EXERCISE
Transcribe word for word the lines below from the line with "partition, key, .." through the line with "let trimmed = input.trim();", ends included.

# # # # # # #

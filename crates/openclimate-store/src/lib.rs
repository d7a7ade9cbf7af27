//! OpenClimate Store - keyed entity persistence over SQLite
//!
//! Provides:
//! - `KeyedStore`: fixed named partitions mapping integer keys to JSON records
//! - `StoreConfig`: the partitions, file location and index policy of a store
//! - `Repository<T>`: typed CRUD and lookup-by-name for any `Record`
//! - `Repositories`: the per-kind repositories plus relation helpers

pub mod config;
pub mod db;
pub mod errors;
pub mod kv;
pub mod repo;
pub mod schema;

pub use config::{IndexPolicy, StoreConfig, StorePath};
pub use errors::Result;
pub use kv::{KeyedStore, RawRecord};
pub use repo::{Repositories, Repository};
use openclimate_core_types::{RequestId, TraceId};
use thiserror::Error;

use crate::model::{Index, Partition};

/// Result type alias using OcError
pub type Result<T> = std::result::Result<T, OcError>;

// ========== Error Facility ==========

/// Canonical error kind taxonomy
///
/// Every failure surfaced by the store, the repositories or the aggregator is
/// classified into one of these kinds. Each kind maps to a stable code that a
/// gateway can translate into a protocol-level response.
#[derive(Debug, Clone, Copy, PartialEq, Eq)]
pub enum ExErrorKind {
    /// Caller-supplied input is malformed (non-integer id, undeclared partition)
    InvalidInput,
    /// Key or name absent
    NotFound,
    /// Stored bytes fail to decode against the expected shape
    DataCorruption,

    // Integration/IO
    /// Filesystem failure
    Io,
    /// Storage engine failure
    Persistence,
    /// A value could not be encoded for storage
    Serialization,
    /// The store lock was poisoned by a panicking writer
    Concurrency,

    // Internal
    Internal,
}

impl ExErrorKind {
    /// Get the stable error code for this kind
    pub fn code(&self) -> &'static str {
        match self {
            ExErrorKind::InvalidInput => "ERR_INVALID_INPUT",
            ExErrorKind::NotFound => "ERR_NOT_FOUND",
            ExErrorKind::DataCorruption => "ERR_DATA_CORRUPTION",
            ExErrorKind::Io => "ERR_IO",
            ExErrorKind::Persistence => "ERR_PERSISTENCE",
            ExErrorKind::Serialization => "ERR_SERIALIZATION",
            ExErrorKind::Concurrency => "ERR_CONCURRENCY",
            ExErrorKind::Internal => "ERR_INTERNAL",
        }
    }

    /// Whether this kind belongs to the I/O family (filesystem or engine)
    pub fn is_io(&self) -> bool {
        matches!(self, ExErrorKind::Io | ExErrorKind::Persistence)
    }
}

/// Canonical structured error type
///
/// Carries a classification for programmatic handling plus context for
/// diagnostics. A wrapping layer keeps the original failure as `source`
/// instead of flattening it into the message.
#[derive(Debug, Clone)]
pub struct ExError {
    kind: ExErrorKind,
    op: Option<String>,
    partition: Option<Partition>,
    index: Option<Index>,
    request_id: Option<RequestId>,
    trace_id: Option<TraceId>,
    message: String,
    source: Option<Box<ExError>>,
}

impl ExError {
    /// Create a new error with the specified kind
    pub fn new(kind: ExErrorKind) -> Self {
        Self {
            kind,
            op: None,
            partition: None,
            index: None,
            request_id: None,
            trace_id: None,
            message: String::new(),
            source: None,
        }
    }

    /// Add operation context
    pub fn with_op(mut self, op: impl Into<String>) -> Self {
        self.op = Some(op.into());
        self
    }

    /// Add partition context
    pub fn with_partition(mut self, partition: Partition) -> Self {
        self.partition = Some(partition);
        self
    }

    /// Add record index context
    pub fn with_index(mut self, index: Index) -> Self {
        self.index = Some(index);
        self
    }

    pub fn with_request_id(mut self, request_id: RequestId) -> Self {
        self.request_id = Some(request_id);
        self
    }

    pub fn with_trace_id(mut self, trace_id: TraceId) -> Self {
        self.trace_id = Some(trace_id);
        self
    }

    /// Add custom message
    pub fn with_message(mut self, message: impl Into<String>) -> Self {
        self.message = message.into();
        self
    }

    /// Add source error
    pub fn with_source(mut self, source: ExError) -> Self {
        self.source = Some(Box::new(source));
        self
    }

    /// Wrap `cause` under a new operation, keeping its kind
    ///
    /// The wrapper reports the same kind as the cause so callers can branch on
    /// `kind()` without walking the chain.
    pub fn wrap(op: impl Into<String>, cause: ExError) -> Self {
        let message = cause.message.clone();
        ExError::new(cause.kind)
            .with_op(op)
            .with_message(message)
            .with_source(cause)
    }

    pub fn kind(&self) -> ExErrorKind {
        self.kind
    }

    /// Get the stable error code
    pub fn code(&self) -> &'static str {
        self.kind.code()
    }

    pub fn op(&self) -> Option<&str> {
        self.op.as_deref()
    }

    pub fn partition(&self) -> Option<Partition> {
        self.partition
    }

    pub fn index(&self) -> Option<Index> {
        self.index
    }

    pub fn request_id(&self) -> Option<&RequestId> {
        self.request_id.as_ref()
    }

    pub fn trace_id(&self) -> Option<&TraceId> {
        self.trace_id.as_ref()
    }

    pub fn message(&self) -> &str {
        &self.message
    }

    /// Get the source error, if any
    pub fn source_error(&self) -> Option<&ExError> {
        self.source.as_deref()
    }

    /// Innermost error in the source chain (self when there is no source)
    pub fn root_cause(&self) -> &ExError {
        let mut current = self;
        while let Some(next) = current.source.as_deref() {
            current = next;
        }
        current
    }
}

impl std::fmt::Display for ExError {
    fn fmt(&self, f: &mut std::fmt::Formatter<'_>) -> std::fmt::Result {
        write!(f, "[{}]", self.code())?;
        if let Some(op) = &self.op {
            write!(f, " in operation '{}'", op)?;
        }
        if !self.message.is_empty() {
            write!(f, ": {}", self.message)?;
        }
        if let Some(partition) = &self.partition {
            write!(f, " (partition: {})", partition)?;
        }
        if let Some(index) = self.index {
            write!(f, " (index: {})", index)?;
        }
        Ok(())
    }
}

impl std::error::Error for ExError {
    fn source(&self) -> Option<&(dyn std::error::Error + 'static)> {
        self.source
            .as_deref()
            .map(|e| e as &(dyn std::error::Error + 'static))
    }
}

// ========== End Error Facility ==========

/// Typed domain failures raised by records, codecs and repositories
#[derive(Error, Debug, Clone, PartialEq)]
pub enum OcError {
    /// No record stored under the key
    #[error("No record at index {index} in partition {partition}")]
    RecordNotFound { partition: Partition, index: Index },

    /// Name lookup scanned the partition without a match
    #[error("No record named '{name}' in partition {partition}")]
    NameNotFound { partition: Partition, name: String },

    /// Stored bytes do not decode as the partition's record kind
    #[error("Corrupt record at index {key} in partition {partition}: {reason}")]
    DataCorruption {
        partition: Partition,
        key: Index,
        reason: String,
    },

    /// A textual id could not be turned into a record index
    #[error("Invalid index '{input}': {reason}")]
    InvalidIndex { input: String, reason: String },

    /// The partition was not declared when the store was opened
    #[error("Partition {partition} is not declared in the store configuration")]
    UnknownPartition { partition: Partition },

    #[error("Serialization error: {message}")]
    Serialization { message: String },
}

impl From<OcError> for ExError {
    fn from(err: OcError) -> Self {
        let message = err.to_string();
        match err {
            OcError::RecordNotFound { partition, index } => ExError::new(ExErrorKind::NotFound)
                .with_partition(partition)
                .with_index(index)
                .with_message(message),
            OcError::NameNotFound { partition, .. } => ExError::new(ExErrorKind::NotFound)
                .with_partition(partition)
                .with_message(message),
            OcError::DataCorruption { partition, key, .. } => {
                ExError::new(ExErrorKind::DataCorruption)
                    .with_partition(partition)
                    .with_index(key)
                    .with_message(message)
            }
            OcError::InvalidIndex { .. } => {
                ExError::new(ExErrorKind::InvalidInput).with_message(message)
            }
            OcError::UnknownPartition { partition } => ExError::new(ExErrorKind::InvalidInput)
                .with_partition(partition)
                .with_message(message),
            OcError::Serialization { .. } => {
                ExError::new(ExErrorKind::Serialization).with_message(message)
            }
        }
    }
}

impl From<serde_json::Error> for OcError {
    fn from(err: serde_json::Error) -> Self {
        OcError::Serialization {
            message: err.to_string(),
        }
    }
}

/// Parse a textual id (as a gateway receives it) into a record index
///
/// # Errors
///
/// Returns `InvalidIndex` for non-integer or non-positive input.
pub fn parse_index(input: &str) -> Result<Index> {
    let trimmed = input.trim();
    let index: Index = trimmed.parse().map_err(|_| OcError::InvalidIndex {
        input: input.to_string(),
        reason: "not an integer".to_string(),
    })?;
    if index < 1 {
        return Err(OcError::InvalidIndex {
            input: input.to_string(),
            reason: "indices start at 1".to_string(),
        });
    }
    Ok(index)
}
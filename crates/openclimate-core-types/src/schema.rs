//! Canonical schema constants for structured logging and events

// Canonical field keys for structured logging
pub const FIELD_COMPONENT: &str = "component";
pub const FIELD_OP: &str = "op";
pub const FIELD_EVENT: &str = "event";
pub const FIELD_DURATION_MS: &str = "duration_ms";
pub const FIELD_REQUEST_ID: &str = "request_id";

// Entity identifiers
pub const FIELD_INDEX: &str = "index";
pub const FIELD_ACTOR_KIND: &str = "actor_kind";

// Collection sizes
pub const FIELD_NATION_STATE_COUNT: &str = "nation_state_count";
pub const FIELD_SUBNATIONAL_COUNT: &str = "subnational_count";

// Error fields
pub const FIELD_ERR_KIND: &str = "err_kind";
pub const FIELD_ERR_CODE: &str = "err_code";

// Canonical event names
pub const EVENT_START: &str = "start";
pub const EVENT_END: &str = "end";
pub const EVENT_END_ERROR: &str = "end_error";

#[cfg(test)]
mod tests {
    use super::*;

    #[test]
    fn test_event_names_are_distinct() {
        assert_ne!(EVENT_START, EVENT_END);
        assert_ne!(EVENT_START, EVENT_END_ERROR);
        assert_ne!(EVENT_END, EVENT_END_ERROR);
    }
}
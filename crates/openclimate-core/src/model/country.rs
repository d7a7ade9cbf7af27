use serde::{Deserialize, Serialize};

use super::record::{impl_pledge_owner, impl_record};
use super::{Index, Partition};

/// Geographic and economic context shared by countries and regions
#[derive(Debug, Clone, Default, PartialEq, Serialize, Deserialize)]
#[serde(default)]
pub struct GeoProfile {
    /// Area in square kilometres
    pub area: f64,
    pub iso: String,
    pub population: u64,
    pub latitude: f64,
    pub longitude: f64,
    pub revenue: f64,
    pub company_size: u32,
    /// Headquarters / seat of government
    pub hq: String,
}

/// A nation-state actor
#[derive(Debug, Clone, Default, PartialEq, Serialize, Deserialize)]
#[serde(default)]
pub struct Country {
    pub index: Index,
    pub name: String,
    #[serde(flatten)]
    pub profile: GeoProfile,
    /// Pledge indices made by this country
    pub pledges: Vec<Index>,
}

impl Country {
    /// A country with only its name set; the index is assigned on create
    pub fn new(name: impl Into<String>) -> Self {
        Self {
            name: name.into(),
            ..Self::default()
        }
    }

    pub fn with_profile(mut self, profile: GeoProfile) -> Self {
        self.profile = profile;
        self
    }
}

impl_pledge_owner!(Country);
impl_record!(Country, Partition::Countries);

#[cfg(test)]
mod tests {
    use super::*;
    use crate::model::{PledgeOwner, Record};

    #[test]
    fn test_new_country_is_unindexed() {
        let country = Country::new("Testland");
        assert_eq!(country.index(), 0);
        assert_eq!(Record::name(&country), "Testland");
        assert_eq!(Country::PARTITION, Partition::Countries);
    }

    #[test]
    fn test_profile_fields_are_flat_in_json() {
        let country = Country::new("Testland").with_profile(GeoProfile {
            iso: "TL".to_string(),
            population: 1_000,
            ..GeoProfile::default()
        });
        let json = serde_json::to_value(&country).unwrap();
        assert_eq!(json["iso"], "TL");
        assert_eq!(json["population"], 1000);
    }

    #[test]
    fn test_add_pledge_dedupes() {
        let mut country = Country::new("Testland");
        country.add_pledge(3);
        country.add_pledge(3);
        country.add_pledge(5);
        assert_eq!(country.pledges, vec![3, 5]);
    }
}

# # # # # # #

RESPONSE
            OcError::DataCorruption { partition, key, .. } => {
                ExError::new(ExErrorKind::DataCorruption)
                    .with_partition(partition)
                    .with_index(key)
                    .with_message(message)
            }
            OcError::InvalidIndex { .. } => {
                ExError::new(ExErrorKind::InvalidInput).with_message(message)
            }
            OcError::UnknownPartition { partition } => ExError::new(ExErrorKind::InvalidInput)
                .with_partition(partition)
                .with_message(message),
            OcError::Serialization { .. } => {
                ExError::new(ExErrorKind::Serialization).with_message(message)
            }
        }
    }
}

impl From<serde_json::Error> for OcError {
    fn from(err: serde_json::Error) -> Self {
        OcError::Serialization {
            message: err.to_string(),
        }
    }
}

/// Parse a textual id (as a gateway receives it) into a record index
///
/// # Errors
///
/// Returns `InvalidIndex` for non-integer or non-positive input.
pub fn parse_index(input: &str) -> Result<Index> {
    let trimmed = input.trim();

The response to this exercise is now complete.